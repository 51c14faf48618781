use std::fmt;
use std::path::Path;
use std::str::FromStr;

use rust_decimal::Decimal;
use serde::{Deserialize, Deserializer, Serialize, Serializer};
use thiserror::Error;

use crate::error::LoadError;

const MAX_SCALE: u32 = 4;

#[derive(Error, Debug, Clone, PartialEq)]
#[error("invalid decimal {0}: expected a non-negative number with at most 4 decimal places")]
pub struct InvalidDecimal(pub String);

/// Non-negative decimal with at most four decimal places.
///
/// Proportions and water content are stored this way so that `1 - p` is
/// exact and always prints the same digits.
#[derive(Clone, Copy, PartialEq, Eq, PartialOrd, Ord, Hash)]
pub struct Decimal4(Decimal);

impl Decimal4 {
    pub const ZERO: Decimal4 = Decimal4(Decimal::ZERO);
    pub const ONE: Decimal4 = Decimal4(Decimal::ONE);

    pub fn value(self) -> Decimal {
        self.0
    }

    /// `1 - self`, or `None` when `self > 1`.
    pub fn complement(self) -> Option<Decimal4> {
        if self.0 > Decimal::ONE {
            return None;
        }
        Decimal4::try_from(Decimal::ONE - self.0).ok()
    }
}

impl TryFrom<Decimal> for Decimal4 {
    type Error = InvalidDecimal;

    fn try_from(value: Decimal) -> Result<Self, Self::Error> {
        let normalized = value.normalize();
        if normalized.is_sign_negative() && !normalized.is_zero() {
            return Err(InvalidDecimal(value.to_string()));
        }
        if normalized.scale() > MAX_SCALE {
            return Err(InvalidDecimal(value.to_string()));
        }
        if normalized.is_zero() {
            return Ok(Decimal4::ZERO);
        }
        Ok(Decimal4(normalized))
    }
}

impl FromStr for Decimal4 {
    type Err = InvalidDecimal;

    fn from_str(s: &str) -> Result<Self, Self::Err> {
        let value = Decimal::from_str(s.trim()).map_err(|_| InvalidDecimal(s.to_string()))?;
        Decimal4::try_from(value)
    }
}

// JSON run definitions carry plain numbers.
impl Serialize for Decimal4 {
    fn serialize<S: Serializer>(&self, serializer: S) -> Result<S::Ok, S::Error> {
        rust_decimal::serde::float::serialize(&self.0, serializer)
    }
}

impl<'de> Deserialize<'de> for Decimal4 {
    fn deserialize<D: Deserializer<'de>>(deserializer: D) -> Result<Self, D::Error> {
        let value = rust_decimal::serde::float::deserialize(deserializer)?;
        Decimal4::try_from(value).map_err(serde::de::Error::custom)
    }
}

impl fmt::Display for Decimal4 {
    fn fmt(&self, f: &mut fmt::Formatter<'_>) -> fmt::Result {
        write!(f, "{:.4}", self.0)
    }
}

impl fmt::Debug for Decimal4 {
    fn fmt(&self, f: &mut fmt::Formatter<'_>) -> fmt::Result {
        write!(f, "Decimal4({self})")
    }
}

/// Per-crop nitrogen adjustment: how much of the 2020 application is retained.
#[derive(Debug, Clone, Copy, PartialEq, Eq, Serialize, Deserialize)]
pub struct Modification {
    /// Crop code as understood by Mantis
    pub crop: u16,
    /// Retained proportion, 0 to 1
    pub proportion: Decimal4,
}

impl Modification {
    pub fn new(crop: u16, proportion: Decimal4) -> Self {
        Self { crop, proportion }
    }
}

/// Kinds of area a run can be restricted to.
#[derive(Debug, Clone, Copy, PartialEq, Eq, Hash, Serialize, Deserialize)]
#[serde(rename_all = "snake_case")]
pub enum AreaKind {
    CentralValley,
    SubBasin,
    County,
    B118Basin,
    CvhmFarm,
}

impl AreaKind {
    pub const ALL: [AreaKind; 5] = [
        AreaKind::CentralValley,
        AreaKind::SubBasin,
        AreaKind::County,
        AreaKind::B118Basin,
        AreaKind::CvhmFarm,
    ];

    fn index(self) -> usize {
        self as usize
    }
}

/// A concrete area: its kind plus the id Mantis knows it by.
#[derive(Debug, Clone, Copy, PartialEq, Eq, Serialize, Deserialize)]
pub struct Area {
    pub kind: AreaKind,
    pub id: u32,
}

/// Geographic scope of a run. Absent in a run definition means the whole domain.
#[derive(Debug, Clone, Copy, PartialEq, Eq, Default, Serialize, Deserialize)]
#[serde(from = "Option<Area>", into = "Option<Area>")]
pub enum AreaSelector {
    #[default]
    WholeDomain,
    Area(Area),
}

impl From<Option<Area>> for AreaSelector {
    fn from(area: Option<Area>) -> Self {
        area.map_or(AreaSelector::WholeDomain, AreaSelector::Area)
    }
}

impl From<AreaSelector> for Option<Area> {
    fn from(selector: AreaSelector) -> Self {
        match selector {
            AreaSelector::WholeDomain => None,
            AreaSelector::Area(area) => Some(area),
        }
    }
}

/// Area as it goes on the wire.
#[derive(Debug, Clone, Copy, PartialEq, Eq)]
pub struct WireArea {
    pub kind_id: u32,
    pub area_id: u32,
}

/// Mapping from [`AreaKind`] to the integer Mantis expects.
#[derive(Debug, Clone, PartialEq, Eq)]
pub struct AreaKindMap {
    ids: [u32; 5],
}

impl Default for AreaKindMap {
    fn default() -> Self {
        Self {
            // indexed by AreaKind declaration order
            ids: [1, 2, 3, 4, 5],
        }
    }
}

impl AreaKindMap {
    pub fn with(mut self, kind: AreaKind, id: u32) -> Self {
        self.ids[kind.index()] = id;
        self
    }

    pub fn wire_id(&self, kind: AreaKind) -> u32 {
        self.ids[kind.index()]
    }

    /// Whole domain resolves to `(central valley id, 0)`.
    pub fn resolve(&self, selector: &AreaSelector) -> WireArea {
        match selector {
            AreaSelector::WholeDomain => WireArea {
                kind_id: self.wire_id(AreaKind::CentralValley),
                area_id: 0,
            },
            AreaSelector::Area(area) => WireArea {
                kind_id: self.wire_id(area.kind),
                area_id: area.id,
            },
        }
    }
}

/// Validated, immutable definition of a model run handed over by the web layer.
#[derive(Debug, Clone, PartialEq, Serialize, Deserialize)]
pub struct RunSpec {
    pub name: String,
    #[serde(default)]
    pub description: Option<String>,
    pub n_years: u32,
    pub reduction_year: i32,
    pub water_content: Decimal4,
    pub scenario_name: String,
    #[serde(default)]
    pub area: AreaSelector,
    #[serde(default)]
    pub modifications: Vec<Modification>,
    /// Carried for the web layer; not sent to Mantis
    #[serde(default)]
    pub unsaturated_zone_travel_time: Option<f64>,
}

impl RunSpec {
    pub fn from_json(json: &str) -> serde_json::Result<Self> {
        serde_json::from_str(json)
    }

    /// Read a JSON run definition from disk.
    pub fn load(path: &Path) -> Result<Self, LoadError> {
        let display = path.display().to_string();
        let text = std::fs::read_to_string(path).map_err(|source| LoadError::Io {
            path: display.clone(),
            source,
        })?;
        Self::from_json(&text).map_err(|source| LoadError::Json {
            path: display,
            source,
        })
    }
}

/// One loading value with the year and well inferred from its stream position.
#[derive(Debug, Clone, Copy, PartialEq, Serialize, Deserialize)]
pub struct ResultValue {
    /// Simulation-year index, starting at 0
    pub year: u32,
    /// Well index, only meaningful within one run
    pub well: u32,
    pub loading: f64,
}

---

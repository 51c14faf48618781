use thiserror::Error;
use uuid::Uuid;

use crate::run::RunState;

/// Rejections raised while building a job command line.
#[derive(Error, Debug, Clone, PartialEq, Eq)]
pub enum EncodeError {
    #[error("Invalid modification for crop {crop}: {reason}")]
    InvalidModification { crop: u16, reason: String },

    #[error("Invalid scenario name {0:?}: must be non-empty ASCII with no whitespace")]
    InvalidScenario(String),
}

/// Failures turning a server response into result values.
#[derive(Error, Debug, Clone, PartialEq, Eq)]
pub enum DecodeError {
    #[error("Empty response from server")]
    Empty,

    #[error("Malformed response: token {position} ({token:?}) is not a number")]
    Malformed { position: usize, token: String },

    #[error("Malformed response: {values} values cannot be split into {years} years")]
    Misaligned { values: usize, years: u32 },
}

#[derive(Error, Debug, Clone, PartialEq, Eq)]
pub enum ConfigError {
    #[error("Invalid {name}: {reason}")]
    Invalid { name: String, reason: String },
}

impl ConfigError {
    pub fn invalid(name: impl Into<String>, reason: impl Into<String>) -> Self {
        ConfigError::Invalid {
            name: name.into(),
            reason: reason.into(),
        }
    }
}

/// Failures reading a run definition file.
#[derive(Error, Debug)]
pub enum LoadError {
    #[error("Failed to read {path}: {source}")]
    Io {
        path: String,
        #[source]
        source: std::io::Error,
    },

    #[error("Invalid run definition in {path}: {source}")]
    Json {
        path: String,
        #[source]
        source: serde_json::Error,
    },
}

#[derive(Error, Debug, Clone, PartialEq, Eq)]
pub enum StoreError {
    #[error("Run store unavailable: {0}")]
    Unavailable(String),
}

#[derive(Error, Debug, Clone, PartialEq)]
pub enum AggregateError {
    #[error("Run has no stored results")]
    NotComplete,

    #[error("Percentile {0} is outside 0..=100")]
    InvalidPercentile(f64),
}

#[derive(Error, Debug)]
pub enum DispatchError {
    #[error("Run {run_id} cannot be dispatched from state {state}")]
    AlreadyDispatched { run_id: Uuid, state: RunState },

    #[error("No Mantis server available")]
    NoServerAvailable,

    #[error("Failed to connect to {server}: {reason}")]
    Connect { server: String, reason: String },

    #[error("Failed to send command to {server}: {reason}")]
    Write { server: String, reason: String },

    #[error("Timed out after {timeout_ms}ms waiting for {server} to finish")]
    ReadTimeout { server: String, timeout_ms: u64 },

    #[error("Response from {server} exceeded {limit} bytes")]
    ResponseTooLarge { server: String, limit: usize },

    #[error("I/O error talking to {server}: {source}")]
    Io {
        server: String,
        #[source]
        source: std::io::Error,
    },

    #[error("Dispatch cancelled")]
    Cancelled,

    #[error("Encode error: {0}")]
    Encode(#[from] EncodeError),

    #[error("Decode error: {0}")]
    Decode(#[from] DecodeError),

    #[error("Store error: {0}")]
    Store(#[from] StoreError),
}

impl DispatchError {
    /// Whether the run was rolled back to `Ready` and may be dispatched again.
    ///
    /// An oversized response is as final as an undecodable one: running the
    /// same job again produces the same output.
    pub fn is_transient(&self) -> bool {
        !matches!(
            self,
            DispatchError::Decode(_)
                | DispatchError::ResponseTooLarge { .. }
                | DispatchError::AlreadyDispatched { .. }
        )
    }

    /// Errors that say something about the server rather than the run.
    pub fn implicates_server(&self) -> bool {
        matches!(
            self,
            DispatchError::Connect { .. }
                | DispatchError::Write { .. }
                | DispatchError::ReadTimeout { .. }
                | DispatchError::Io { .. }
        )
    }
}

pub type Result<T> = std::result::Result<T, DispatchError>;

---

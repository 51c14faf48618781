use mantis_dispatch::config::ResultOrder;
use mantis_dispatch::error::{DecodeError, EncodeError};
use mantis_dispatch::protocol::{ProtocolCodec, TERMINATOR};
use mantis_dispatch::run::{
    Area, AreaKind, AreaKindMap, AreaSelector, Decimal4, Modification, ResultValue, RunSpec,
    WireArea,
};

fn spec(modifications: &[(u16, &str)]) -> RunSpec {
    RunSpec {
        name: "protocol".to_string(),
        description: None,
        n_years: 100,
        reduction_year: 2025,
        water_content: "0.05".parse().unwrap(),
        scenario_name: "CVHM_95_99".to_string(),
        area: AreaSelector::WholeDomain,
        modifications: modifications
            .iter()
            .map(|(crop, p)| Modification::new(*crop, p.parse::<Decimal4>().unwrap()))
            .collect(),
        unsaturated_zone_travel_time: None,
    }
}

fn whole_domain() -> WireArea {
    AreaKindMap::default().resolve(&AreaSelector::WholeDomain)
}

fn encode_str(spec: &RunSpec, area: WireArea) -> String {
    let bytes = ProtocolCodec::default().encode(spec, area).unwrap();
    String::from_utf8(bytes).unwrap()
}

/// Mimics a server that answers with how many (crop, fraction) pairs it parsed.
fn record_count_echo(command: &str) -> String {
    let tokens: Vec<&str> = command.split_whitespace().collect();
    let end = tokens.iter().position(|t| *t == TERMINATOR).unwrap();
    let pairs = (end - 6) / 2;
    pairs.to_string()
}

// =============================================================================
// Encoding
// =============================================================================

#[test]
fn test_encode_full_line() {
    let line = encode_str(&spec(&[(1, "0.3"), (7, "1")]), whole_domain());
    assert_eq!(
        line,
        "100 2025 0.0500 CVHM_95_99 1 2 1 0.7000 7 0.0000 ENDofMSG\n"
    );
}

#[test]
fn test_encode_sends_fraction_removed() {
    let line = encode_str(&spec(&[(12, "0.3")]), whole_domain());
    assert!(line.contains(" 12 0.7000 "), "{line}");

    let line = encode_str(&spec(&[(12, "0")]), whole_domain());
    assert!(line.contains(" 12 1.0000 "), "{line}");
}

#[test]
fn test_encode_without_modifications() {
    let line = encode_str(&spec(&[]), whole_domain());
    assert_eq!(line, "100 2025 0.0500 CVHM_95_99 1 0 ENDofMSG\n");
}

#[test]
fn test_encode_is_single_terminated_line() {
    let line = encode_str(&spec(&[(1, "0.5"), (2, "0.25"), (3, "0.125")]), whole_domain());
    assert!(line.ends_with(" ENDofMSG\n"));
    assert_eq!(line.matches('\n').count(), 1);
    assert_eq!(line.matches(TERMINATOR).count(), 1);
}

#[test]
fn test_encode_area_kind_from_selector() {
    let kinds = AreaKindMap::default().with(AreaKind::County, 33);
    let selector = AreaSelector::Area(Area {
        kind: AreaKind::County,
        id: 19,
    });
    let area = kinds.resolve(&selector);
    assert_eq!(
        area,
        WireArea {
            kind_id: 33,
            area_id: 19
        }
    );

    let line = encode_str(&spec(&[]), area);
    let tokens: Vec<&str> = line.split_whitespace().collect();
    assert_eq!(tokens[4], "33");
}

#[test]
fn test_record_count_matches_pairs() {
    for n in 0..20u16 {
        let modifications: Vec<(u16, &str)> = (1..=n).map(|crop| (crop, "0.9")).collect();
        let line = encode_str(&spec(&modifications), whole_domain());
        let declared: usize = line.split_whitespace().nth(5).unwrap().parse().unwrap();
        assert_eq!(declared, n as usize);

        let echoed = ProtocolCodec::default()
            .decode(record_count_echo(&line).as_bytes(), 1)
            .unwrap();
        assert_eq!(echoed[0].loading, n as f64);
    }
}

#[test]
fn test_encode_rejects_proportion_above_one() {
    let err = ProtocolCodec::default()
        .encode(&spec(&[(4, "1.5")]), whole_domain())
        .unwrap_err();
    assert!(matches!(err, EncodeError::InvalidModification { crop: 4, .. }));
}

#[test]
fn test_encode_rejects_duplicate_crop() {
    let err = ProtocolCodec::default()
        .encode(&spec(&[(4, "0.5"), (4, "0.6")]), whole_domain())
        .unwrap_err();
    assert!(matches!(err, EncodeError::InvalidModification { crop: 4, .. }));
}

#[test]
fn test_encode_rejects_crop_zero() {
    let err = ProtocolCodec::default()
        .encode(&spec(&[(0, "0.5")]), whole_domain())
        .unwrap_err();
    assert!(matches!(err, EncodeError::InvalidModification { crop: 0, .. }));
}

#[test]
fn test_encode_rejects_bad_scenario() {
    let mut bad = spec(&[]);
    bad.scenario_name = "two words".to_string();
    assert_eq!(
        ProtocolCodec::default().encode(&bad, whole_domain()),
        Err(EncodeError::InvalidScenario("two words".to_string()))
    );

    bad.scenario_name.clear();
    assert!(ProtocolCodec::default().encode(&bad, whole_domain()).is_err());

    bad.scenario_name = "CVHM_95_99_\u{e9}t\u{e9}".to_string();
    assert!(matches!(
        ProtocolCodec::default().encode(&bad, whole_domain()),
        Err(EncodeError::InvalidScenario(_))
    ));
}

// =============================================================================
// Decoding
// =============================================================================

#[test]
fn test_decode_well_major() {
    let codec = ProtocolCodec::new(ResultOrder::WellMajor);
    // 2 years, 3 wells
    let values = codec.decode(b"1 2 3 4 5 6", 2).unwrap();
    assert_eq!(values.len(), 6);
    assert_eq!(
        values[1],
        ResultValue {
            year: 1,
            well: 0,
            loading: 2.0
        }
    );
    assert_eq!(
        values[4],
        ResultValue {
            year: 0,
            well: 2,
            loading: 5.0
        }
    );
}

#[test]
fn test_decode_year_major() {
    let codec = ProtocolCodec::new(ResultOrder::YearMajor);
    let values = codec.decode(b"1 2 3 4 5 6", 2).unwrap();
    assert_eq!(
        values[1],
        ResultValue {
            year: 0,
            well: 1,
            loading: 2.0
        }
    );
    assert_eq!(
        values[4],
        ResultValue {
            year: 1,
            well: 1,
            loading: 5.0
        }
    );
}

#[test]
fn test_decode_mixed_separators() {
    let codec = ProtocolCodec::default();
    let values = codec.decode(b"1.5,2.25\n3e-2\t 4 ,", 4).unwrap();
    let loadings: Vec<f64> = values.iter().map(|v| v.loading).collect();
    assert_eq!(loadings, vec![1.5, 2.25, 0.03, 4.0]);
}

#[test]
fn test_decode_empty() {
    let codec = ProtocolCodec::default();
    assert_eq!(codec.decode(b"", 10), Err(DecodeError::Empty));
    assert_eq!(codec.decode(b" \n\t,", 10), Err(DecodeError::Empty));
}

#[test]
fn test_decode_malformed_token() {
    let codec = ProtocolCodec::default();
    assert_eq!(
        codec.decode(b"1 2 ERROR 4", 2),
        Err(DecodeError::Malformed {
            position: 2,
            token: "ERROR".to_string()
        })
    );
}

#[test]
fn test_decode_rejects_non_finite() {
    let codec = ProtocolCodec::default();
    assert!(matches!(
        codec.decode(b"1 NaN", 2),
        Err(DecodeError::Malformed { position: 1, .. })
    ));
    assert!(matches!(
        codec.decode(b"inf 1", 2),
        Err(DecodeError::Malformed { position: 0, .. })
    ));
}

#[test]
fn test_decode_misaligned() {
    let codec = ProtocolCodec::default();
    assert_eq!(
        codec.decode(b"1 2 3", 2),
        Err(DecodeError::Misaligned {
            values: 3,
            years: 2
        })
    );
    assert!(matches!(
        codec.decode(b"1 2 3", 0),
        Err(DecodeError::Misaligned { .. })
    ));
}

Aim of the exercise – In the records above, find each line holding "return" and copy it.

Task answer –
            return None;
            return Err(InvalidDecimal(value.to_string()));
            return Err(InvalidDecimal(value.to_string()));
            return Ok(Decimal4::ZERO);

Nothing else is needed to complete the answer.